Altered Quantity and Function of Follicular T Helper Cell Subsets in Multiple Myeloma and MGUS

Introduction

Almost all Multiple myeloma (MM) cases were progressed from a premalignant condition called monoclonal gammopathy of undetermined significance (MGUS). So far, the pathogenesis of myeloma is not yet clear. The immune cells, especially T cells in the tumor microenvironment, play an important role in myelomagenesis. Follicular helper T cells (Tfh) primarily assist in plasma cell activation and antibody secretion, potentially contributing to abnormal plasma cell generation. Previous studies showed a significant increase in circulating Tfh cell numbers in MM patients. However, the specific changes in quantity and function, as well as their correlation with disease status, remain unclear. In this study, we performed a comprehensive analysis of Tfh cell subsets in untreated MM patients and individuals with MGUS, which might help further elucidate mechanisms of immune dysfunction during myelomagenesis.

Methods

Our study included 20 MGUS patients and 45 newly diagnosed MM (NDMM) patients. Flow cytometry was applied to determine the proportion of Tfh cell subsets in PB. Flow sorting technology was used to separate Tfh cells and follicular regulatory T cells (Tfr) in MGUS and MM patients.
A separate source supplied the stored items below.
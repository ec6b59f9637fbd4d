//! End-to-end pipeline tests
//!
//! Source CSVs are written to a temp directory, ingested into DuckDB and
//! summarized, the way the two binaries run back to back.

use pretty_assertions::assert_eq;
use std::io::Write;
use std::path::Path;
use std::sync::{Arc, Mutex};
use tempfile::TempDir;
use vendor_etl::config::{PipelineConfig, StoreConfig};
use vendor_etl::ingest::{IngestStatus, Ingestor};
use vendor_etl::store::{DuckDbStore, Store};
use vendor_etl::summary::{clean_data, Summarizer, VendorBrandRecord, SUMMARY_COLUMNS};

const PURCHASES: &str = "\
InventoryId,Store,Brand,Description,Size,VendorNumber,VendorName,PONumber,PODate,ReceivingDate,InvoiceDate,PayDate,PurchasePrice,Quantity,Dollars,Classification
1_HARDERSFIELD_58,1,58,Gekkeikan Black & Gold Sake,750mL,12546,JIM BEAM BRANDS COMPANY   ,8124,2023-12-21,2024-01-02,2024-01-04,2024-02-16,9.28,6,55.68,1
1_HARDERSFIELD_58,1,58,Gekkeikan Black & Gold Sake,750mL,12546,JIM BEAM BRANDS COMPANY   ,8125,2023-12-22,2024-01-03,2024-01-05,2024-02-17,9.28,4,37.12,1
1_HARDERSFIELD_62,1,62,Herradura Silver Tequila,750mL,3960,DIAGEO NORTH AMERICA INC,8169,2023-12-22,2024-01-03,2024-01-05,2024-02-17,28.67,10,286.70,1
1_HARDERSFIELD_63,1,63,Herradura Reposado Tequila,750mL,3960,DIAGEO NORTH AMERICA INC,8169,2023-12-22,2024-01-03,2024-01-05,2024-02-17,0.00,5,0.00,1
1_HARDERSFIELD_77,1,77,Three Olives Espresso Vodka,1.75L,17035,PERNOD RICARD USA,8200,2023-12-23,2024-01-04,2024-01-06,2024-02-18,12.45,2,24.90,1
";

const PURCHASE_PRICES: &str = "\
Brand,Description,Price,Size,Volume,Classification,PurchasePrice,VendorNumber,VendorName
58,Gekkeikan Black & Gold Sake,12.99,750mL,750,1,9.28,12546,JIM BEAM BRANDS COMPANY
62,Herradura Silver Tequila,36.99,750mL,750,1,28.67,3960,DIAGEO NORTH AMERICA INC
63,Herradura Reposado Tequila,38.99,750mL,750,1,30.46,3960,DIAGEO NORTH AMERICA INC
77,Three Olives Espresso Vodka,17.99,1.75L,Unknown,1,12.45,17035,PERNOD RICARD USA
";

const VENDOR_INVOICE: &str = "\
VendorNumber,VendorName,InvoiceDate,PONumber,PODate,PayDate,Quantity,Dollars,Freight,Approval
12546,JIM BEAM BRANDS COMPANY,2024-01-04,8124,2023-12-21,2024-02-16,6,55.68,1.57,None
12546,JIM BEAM BRANDS COMPANY,2024-01-05,8125,2023-12-22,2024-02-17,4,37.12,0.93,None
3960,DIAGEO NORTH AMERICA INC,2024-01-05,8169,2023-12-22,2024-02-17,15,286.70,8.50,None
";

const SALES: &str = "\
InventoryId,Store,Brand,Description,Size,SalesQuantity,SalesDollars,SalesPrice,SalesDate,Volume,Classification,ExciseTax,VendorNo,VendorName
1_HARDERSFIELD_58,1,58,Gekkeikan Black & Gold Sake,750mL,5,64.95,12.99,2024-01-01,750,1,0.79,12546,JIM BEAM BRANDS COMPANY
1_HARDERSFIELD_58,1,58,Gekkeikan Black & Gold Sake,750mL,3,38.97,12.99,2024-01-02,750,1,0.47,12546,JIM BEAM BRANDS COMPANY
1_HARDERSFIELD_62,1,62,Herradura Silver Tequila,750mL,0,0.00,36.99,2024-01-02,750,1,0.00,3960,DIAGEO NORTH AMERICA INC
";

fn assert_close(actual: f64, expected: f64) {
    assert!(
        (actual - expected).abs() < 1e-6,
        "expected {expected}, got {actual}"
    );
}

fn write_sources(dir: &Path) {
    std::fs::write(dir.join("purchases.csv"), PURCHASES).unwrap();
    std::fs::write(dir.join("purchase_prices.csv"), PURCHASE_PRICES).unwrap();
    std::fs::write(dir.join("vendor_invoice.csv"), VENDOR_INVOICE).unwrap();
    std::fs::write(dir.join("sales.csv"), SALES).unwrap();
}

fn test_config(source_dir: &Path) -> PipelineConfig {
    PipelineConfig {
        source_dir: source_dir.to_path_buf(),
        chunk_size: 2,
        summary_batch_size: 2,
        store: StoreConfig::in_memory(),
        ..PipelineConfig::default()
    }
}

fn read_summary(store: &DuckDbStore) -> Vec<VendorBrandRecord> {
    let batch = store
        .execute_read_query(r#"SELECT * FROM "summary_table""#)
        .unwrap();
    clean_data(&batch).unwrap()
}

fn run_pipeline(config: &PipelineConfig, store: &mut DuckDbStore) {
    let report = Ingestor::new(config.clone()).unwrap().run(store).unwrap();
    assert_eq!(report.status, IngestStatus::Completed);
    Summarizer::new(config.clone()).unwrap().run(store).unwrap();
}

// ============================================================================
// Full Pipeline
// ============================================================================

#[test]
fn test_full_pipeline() {
    let dir = TempDir::new().unwrap();
    write_sources(dir.path());
    let config = test_config(dir.path());
    let mut store = DuckDbStore::open(&config.store).unwrap();

    let report = Ingestor::new(config.clone()).unwrap().run(&mut store).unwrap();
    assert_eq!(report.loaded().count(), 4);
    assert_eq!(store.row_count("purchases").unwrap(), 5);
    assert_eq!(store.row_count("sales").unwrap(), 3);
    assert!(store
        .table_columns("vendor_invoice")
        .unwrap()
        .contains(&"freight".to_string()));

    let summary = Summarizer::new(config).unwrap().run(&mut store).unwrap();
    assert_eq!(summary.rows, 3);
    assert_eq!(
        store.table_columns("summary_table").unwrap(),
        SUMMARY_COLUMNS.to_vec()
    );

    let records = read_summary(&store);
    let keys: Vec<(i64, i64)> = records.iter().map(|r| (r.vendor_number, r.brand)).collect();
    // Brand 63 has a zero purchase price and is left out
    assert_eq!(keys, vec![(3960, 62), (12546, 58), (17035, 77)]);

    let jim_beam = &records[1];
    assert_eq!(jim_beam.vendor_name, "JIM BEAM BRANDS COMPANY");
    assert_close(jim_beam.total_purchase_quantity, 10.0);
    assert_close(jim_beam.total_purchase_dollars, 92.80);
    assert_close(jim_beam.total_sales_quantity, 8.0);
    assert_close(jim_beam.total_sales_dollars, 103.92);
    assert_close(jim_beam.total_excise_tax, 1.26);
    assert_close(jim_beam.freight_cost, 2.50);
    assert_close(jim_beam.actual_price, 12.99);
    assert_close(jim_beam.volume, 750.0);
    assert_close(jim_beam.gross_profit, 103.92 - 92.80);
    assert_close(jim_beam.profit_margin, (103.92 - 92.80) / 103.92 * 100.0);
    assert_close(jim_beam.stock_turnover, 0.8);
    assert_close(jim_beam.sales_to_purchase_ratio, 103.92 / 92.80);

    let diageo = &records[0];
    assert_close(diageo.total_sales_dollars, 0.0);
    assert_close(diageo.profit_margin, 0.0);
    assert_close(diageo.freight_cost, 8.50);

    // No sales and no invoices: kept, with zeros
    let pernod = &records[2];
    assert_close(pernod.volume, 0.0);
    assert_close(pernod.total_sales_quantity, 0.0);
    assert_close(pernod.freight_cost, 0.0);
    assert_close(pernod.gross_profit, -24.90);
    assert_close(pernod.stock_turnover, 0.0);
}

#[test]
fn test_rerun_is_idempotent() {
    let dir = TempDir::new().unwrap();
    write_sources(dir.path());
    let config = test_config(dir.path());
    let mut store = DuckDbStore::open(&config.store).unwrap();

    run_pipeline(&config, &mut store);
    let first = store
        .execute_read_query(r#"SELECT * FROM "summary_table""#)
        .unwrap();
    let purchases = store.row_count("purchases").unwrap();

    run_pipeline(&config, &mut store);
    let second = store
        .execute_read_query(r#"SELECT * FROM "summary_table""#)
        .unwrap();

    assert_eq!(first, second);
    assert_eq!(store.row_count("purchases").unwrap(), purchases);
}

#[test]
fn test_stages_share_a_database_file() {
    let dir = TempDir::new().unwrap();
    let data = dir.path().join("data");
    std::fs::create_dir(&data).unwrap();
    write_sources(&data);

    let mut config = test_config(&data);
    config.store.path = dir.path().join("vendor.duckdb").display().to_string();

    {
        let mut store = DuckDbStore::open(&config.store).unwrap();
        Ingestor::new(config.clone()).unwrap().run(&mut store).unwrap();
    }

    let mut store = DuckDbStore::open(&config.store).unwrap();
    let report = Summarizer::new(config).unwrap().run(&mut store).unwrap();
    assert_eq!(report.rows, 3);
}

// ============================================================================
// Failure Handling
// ============================================================================

#[test]
fn test_na_cells_load_as_missing_numbers() {
    let dir = TempDir::new().unwrap();
    write_sources(dir.path());
    let sales = SALES.replacen(",3,38.97,12.99,", ",NA,NA,12.99,", 1);
    std::fs::write(dir.path().join("sales.csv"), sales).unwrap();
    let config = test_config(dir.path());
    let mut store = DuckDbStore::open(&config.store).unwrap();

    run_pipeline(&config, &mut store);

    let types = store
        .execute_read_query("SELECT salesquantity, salesdollars FROM sales")
        .unwrap();
    assert!(types.schema().field(0).data_type().is_numeric());
    assert!(types.schema().field(1).data_type().is_numeric());

    let records = read_summary(&store);
    let jim_beam = records.iter().find(|r| r.brand == 58).unwrap();
    assert_close(jim_beam.total_sales_quantity, 5.0);
    assert_close(jim_beam.total_sales_dollars, 64.95);
    assert_close(jim_beam.gross_profit, 64.95 - 92.80);
}

#[test]
fn test_malformed_file_is_skipped() {
    let dir = TempDir::new().unwrap();
    write_sources(dir.path());
    std::fs::write(dir.path().join("begin_inventory.csv"), "a,b\n1,2\n3\n").unwrap();
    let config = test_config(dir.path());
    let mut store = DuckDbStore::open(&config.store).unwrap();

    let report = Ingestor::new(config.clone()).unwrap().run(&mut store).unwrap();

    assert_eq!(report.loaded().count(), 4);
    assert_eq!(report.failed().count(), 1);
    assert!(store.table_exists("sales").unwrap());
    assert_eq!(
        Summarizer::new(config).unwrap().run(&mut store).unwrap().rows,
        3
    );
}

#[test]
fn test_missing_source_dir() {
    let dir = TempDir::new().unwrap();
    let config = test_config(&dir.path().join("data"));
    let mut store = DuckDbStore::open(&config.store).unwrap();

    let report = Ingestor::new(config).unwrap().run(&mut store).unwrap();

    assert!(matches!(report.status, IngestStatus::SourceDirMissing { .. }));
    assert!(!store.table_exists("purchases").unwrap());
}

#[test]
fn test_summary_without_raw_tables_fails() {
    let config = test_config(Path::new("unused"));
    let mut store = DuckDbStore::open(&config.store).unwrap();

    assert!(Summarizer::new(config).unwrap().run(&mut store).is_err());
    assert!(!store.table_exists("summary_table").unwrap());
}

// ============================================================================
// Logging
// ============================================================================

#[derive(Clone, Default)]
struct SharedBuffer(Arc<Mutex<Vec<u8>>>);

impl Write for SharedBuffer {
    fn write(&mut self, buf: &[u8]) -> std::io::Result<usize> {
        self.0.lock().unwrap().write(buf)
    }

    fn flush(&mut self) -> std::io::Result<()> {
        Ok(())
    }
}

impl<'a> tracing_subscriber::fmt::MakeWriter<'a> for SharedBuffer {
    type Writer = SharedBuffer;

    fn make_writer(&'a self) -> Self::Writer {
        self.clone()
    }
}

impl SharedBuffer {
    fn contents(&self) -> String {
        String::from_utf8_lossy(&self.0.lock().unwrap()).to_string()
    }
}

#[test]
fn test_ingest_logs_per_file() {
    let dir = TempDir::new().unwrap();
    write_sources(dir.path());
    std::fs::write(dir.path().join("broken.csv"), "a,b\n1,2\n3\n").unwrap();
    let config = test_config(dir.path());
    let mut store = DuckDbStore::open(&config.store).unwrap();

    let buffer = SharedBuffer::default();
    let subscriber = tracing_subscriber::fmt()
        .with_writer(buffer.clone())
        .with_ansi(false)
        .finish();
    tracing::subscriber::with_default(subscriber, || {
        Ingestor::new(config).unwrap().run(&mut store).unwrap();
    });

    let logs = buffer.contents();
    assert!(logs.contains("Ingesting purchases.csv -> table 'purchases'"));
    assert!(logs.contains("Failed ingest for"));
    assert!(logs.contains("broken.csv"));
    assert!(logs.contains("Ingestion complete"));
    assert!(logs.contains("Total time taken"));
}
The immune function was indirectly calculated by detecting proliferation rate of plasmablasts differentiated from B cells which were cocultured with Tfh cells. Concentration of IL-10, IL-21 from the culture supernatants of proliferation assay was measured using ELISA.

Results

The proportion of Tfh (CD4⁺CXCR5⁺PD-1⁺) in CD4⁺ T cells was significantly higher in NDMM patients than healthy controls (P<0.001); there was no difference in the proportion of Tfh between MGUS and healthy adults (P=0.37). The proportion of Tfh1 subset (CD3⁺CD4⁺CXCR5⁺PD-1⁺CXCR3⁺CCR6⁻) in Tfh cells was gradually increased in MGUS, NDMM patients than healthy controls (P=0.012, P<0.001); while the number of Tfh2 subset (CD3⁺CD4⁺CXCR5⁺PD-1⁺CXCR3^-CCR6⁻) in Tfh cells showed a trend of decrease in MGUS, NDMM patients than healthy controls. The proportions of Tfr cells in CD4⁺ T cells in MGUS and NDMM patients were no difference from healthy adults.
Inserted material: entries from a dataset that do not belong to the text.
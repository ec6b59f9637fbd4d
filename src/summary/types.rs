//! Summary record and run report types

use chrono::{DateTime, Utc};
use serde::Serialize;
use std::time::Duration;

/// Columns returned by the aggregation query, in select-list order
pub const QUERY_COLUMNS: [&str; 14] = [
    "vendornumber",
    "vendorname",
    "brand",
    "description",
    "purchaseprice",
    "actual_price",
    "volume",
    "total_purchase_quantity",
    "total_purchase_dollars",
    "total_sales_quantity",
    "total_sales_dollars",
    "total_sales_price",
    "total_excise_tax",
    "freight_cost",
];

/// Columns of the persisted summary table, in order
pub const SUMMARY_COLUMNS: [&str; 18] = [
    "vendornumber",
    "vendorname",
    "brand",
    "description",
    "purchaseprice",
    "actual_price",
    "volume",
    "total_purchase_quantity",
    "total_purchase_dollars",
    "total_sales_quantity",
    "total_sales_dollars",
    "total_sales_price",
    "total_excise_tax",
    "freight_cost",
    "gross_profit",
    "profit_margin",
    "stock_turnover",
    "sales_to_purchase_ratio",
];

/// One (vendor, brand, price) group of the summary
#[derive(Debug, Clone, PartialEq, Serialize)]
pub struct VendorBrandRecord {
    pub vendor_number: i64,
    pub vendor_name: String,
    pub brand: i64,
    pub description: String,
    pub purchase_price: f64,
    /// Catalog price from the price list
    pub actual_price: f64,
    pub volume: f64,
    pub total_purchase_quantity: f64,
    pub total_purchase_dollars: f64,
    pub total_sales_quantity: f64,
    pub total_sales_dollars: f64,
    pub total_sales_price: f64,
    pub total_excise_tax: f64,
    pub freight_cost: f64,
    pub gross_profit: f64,
    /// Percent of sales dollars kept as gross profit
    pub profit_margin: f64,
    pub stock_turnover: f64,
    pub sales_to_purchase_ratio: f64,
}

/// Summary of one summary-stage run
#[derive(Debug, Clone, Serialize)]
pub struct SummaryReport {
    /// Destination table
    pub table: String,
    /// Rows written
    pub rows: usize,
    pub started_at: DateTime<Utc>,
    pub elapsed: Duration,
}

impl SummaryReport {
    /// Elapsed wall-clock time in minutes
    pub fn elapsed_minutes(&self) -> f64 {
        self.elapsed.as_secs_f64() / 60.0
    }
}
The immune function of Tfh cells was also altered in MGUS and NDMM patients. The ability of induced differentiation from B cells into plasmablasts (CD19⁺CD27⁺CD38^hiIgD⁻) was significantly enhanced in MGUS and NDMM patients compared with healthy controls (P=0.047, P=0.011). The levels of IL-10 and IL-21 secreted by Tfh cells in untreated MM patients was notably higher than that of healthy adults (P<0.001, P=0.001).

Conclusions

There were significant changes in the frequencies of Tfh cell subsets in MGUS and MM patients, suggesting that immunomodulatory abnormality has existed in patients at premalignant stage. The induced differentiation and cytokine secretory functions of Tfh cells in MGUS and NDMM patients were also impaired to promote myeloma cell proliferation and disease progression.

No relevant conflicts of interest to declare.